Let us adding $\left( 1 \right)$and $\left( 2 \right)$ we get
The total number of cases of getting a number divisible by $3$ =$\dfrac{{{}^{33}{{\text{C}}_1}\; \times {\text{ }}{}^{67}{{\text{C}}_1}}}{{{}^{100}{{\text{C}}_2}}} + \dfrac{{{}^{33}{{\text{C}}_2}}}{{{}^{100}{{\text{C}}_2}}}$
On rewriting the terms we get
=$\dfrac{{\left( {{}^{33}{{\text{C}}_1}\; \times {\text{ }}{}^{67}{{\text{C}}_1}} \right)\;{\text{ + }}{}^{33}{{\text{C}}_2}}}{{{}^{100}{{\text{C}}_2}}}$
Expanding the terms by using the formula and we get
$= \dfrac{{\left( {\dfrac{{33!}}{{1!(33 - 1)!}}\; \times {\text{ }}\dfrac{{67!}}{{1!(67 - 1)!}}} \right)\;{\text{ + }}\dfrac{{33!}}{{2!(33 - 2)!}}}}{{\dfrac{{100!}}{{2!(100 - 2)!}}}}$
On subtracting the denominator terms and we get
$= \dfrac{{\left( {\dfrac{{33 \times 32!}}{{(32)!}}\; \times {\text{ }}\dfrac{{67 \times 66!}}{{(66)!}}\;} \right){\text{ + }}\dfrac{{33 \times 32 \times 31!}}{{2 \times 1(31)!}}}}{{\dfrac{{100 \times 99 \times 98!}}{{2 \times 1(98)!}}}}$
On cancelling the same term and we get
$= \dfrac{{\left( {33\; \times {\text{ 67}}} \right)\;{\text{ + }}\dfrac{{33 \times 32}}{2}}}{{\dfrac{{100 \times 99}}{2}}}$
Let us multiply we get,
$= \dfrac{{2211\;{\text{ + }}\dfrac{{1056}}{2}}}{{\dfrac{{9900}}{2}}}$
On dividing the terms and we get
$= \dfrac{{2211\;{\text{ + 528}}}}{{4950}}$
Let us add the numerator term and we get
$= \dfrac{{2739}}{{4950}}$
On dividing the terms and we get
$= 0.5533$
Rewrite the terms and we get
$= 0.55$

Therefore $({\text{A) 0}}{\text{.55}}$ is the correct answer.

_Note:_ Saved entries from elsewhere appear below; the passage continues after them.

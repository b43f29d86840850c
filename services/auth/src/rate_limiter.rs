//! Rate limiter for preventing brute force login attempts

use std::collections::HashMap;
use std::sync::Arc;
use std::time::{Duration, Instant};
use tokio::sync::Mutex;
use tracing::warn;

/// Rate limiter configuration
#[derive(Debug, Clone)]
pub struct RateLimiterConfig {
    /// Maximum number of attempts allowed per window
    pub max_attempts: u32,
    /// Time window in seconds
    pub window_seconds: u64,
    /// Ban duration in seconds
    pub ban_duration_seconds: u64,
}

impl Default for RateLimiterConfig {
    fn default() -> Self {
        Self {
            max_attempts: 5,
            window_seconds: 300,       // 5 minutes
            ban_duration_seconds: 900, // 15 minutes
        }
    }
}

impl RateLimiterConfig {
    /// Create a new RateLimiterConfig from environment variables
    ///
    /// # Environment Variables
    /// - `LOGIN_MAX_ATTEMPTS` (default: 5)
    /// - `LOGIN_WINDOW_SECONDS` (default: 300)
    /// - `LOGIN_BAN_SECONDS` (default: 900)
    pub fn from_env() -> Self {
        let defaults = Self::default();
        let read = |name: &str| std::env::var(name).ok().and_then(|v| v.parse().ok());

        Self {
            max_attempts: read("LOGIN_MAX_ATTEMPTS")
                .and_then(|v: u64| u32::try_from(v).ok())
                .unwrap_or(defaults.max_attempts),
            window_seconds: read("LOGIN_WINDOW_SECONDS").unwrap_or(defaults.window_seconds),
            ban_duration_seconds: read("LOGIN_BAN_SECONDS").unwrap_or(defaults.ban_duration_seconds),
        }
    }
}

#[derive(Debug)]
struct RateLimiterEntry {
    attempts: u32,
    window_start: Instant,
    ban_expires: Option<Instant>,
}

impl RateLimiterEntry {
    /// Neither the window nor a ban still applies at `now`
    fn is_stale(&self, now: Instant, window: Duration) -> bool {
        now.duration_since(self.window_start) >= window
            && self.ban_expires.is_none_or(|ban_expires| now >= ban_expires)
    }
}

#[derive(Debug)]
struct Attempts {
    entries: HashMap<String, RateLimiterEntry>,
    last_sweep: Instant,
}

/// Rate limiter
#[derive(Debug, Clone)]
pub struct RateLimiter {
    config: RateLimiterConfig,
    attempts: Arc<Mutex<Attempts>>,
}

impl RateLimiter {
    /// Create a new rate limiter
    pub fn new(config: RateLimiterConfig) -> Self {
        Self {
            config,
            attempts: Arc::new(Mutex::new(Attempts {
                entries: HashMap::new(),
                last_sweep: Instant::now(),
            })),
        }
    }

    /// Record an attempt for `key` and report whether it may proceed
    pub async fn is_allowed(&self, key: &str) -> bool {
        let mut state = self.attempts.lock().await;
        let now = Instant::now();
        let window = Duration::from_secs(self.config.window_seconds);

        // Drop keys nobody is being limited on, at most once per window
        if now.duration_since(state.last_sweep) >= window {
            state.entries.retain(|_, entry| !entry.is_stale(now, window));
            state.last_sweep = now;
        }

        let entry = state.entries.entry(key.to_string()).or_insert(RateLimiterEntry {
            attempts: 0,
            window_start: now,
            ban_expires: None,
        });

        if let Some(ban_expires) = entry.ban_expires {
            if now < ban_expires {
                return false;
            }
            entry.attempts = 0;
            entry.window_start = now;
            entry.ban_expires = None;
        }

        if now.duration_since(entry.window_start) >= window {
            entry.attempts = 0;
            entry.window_start = now;
        }

        if entry.attempts >= self.config.max_attempts {
            entry.ban_expires = Some(now + Duration::from_secs(self.config.ban_duration_seconds));
            warn!(
                "Banned key {} for {} seconds",
                key, self.config.ban_duration_seconds
            );
            return false;
        }

        entry.attempts += 1;
        true
    }

    /// Forget all attempts for `key`
    pub async fn reset(&self, key: &str) {
        self.attempts.lock().await.entries.remove(key);
    }
}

Note: These types of questions from probability are solved either using combination or permutation according to the nature of the question.
A combination is used to determine the number of possible arrangements in the given set of collection of items where the order of the selection does not matter. In probability it is used to find the number of ways a number can be drawn or taken out of the given set. Whereas,
Permutation is used to find the number of ways to arrange the given set in a sequence or linear order. In probability, it is used to find the number of cases the selected numbers or set can be arranged in a sequence.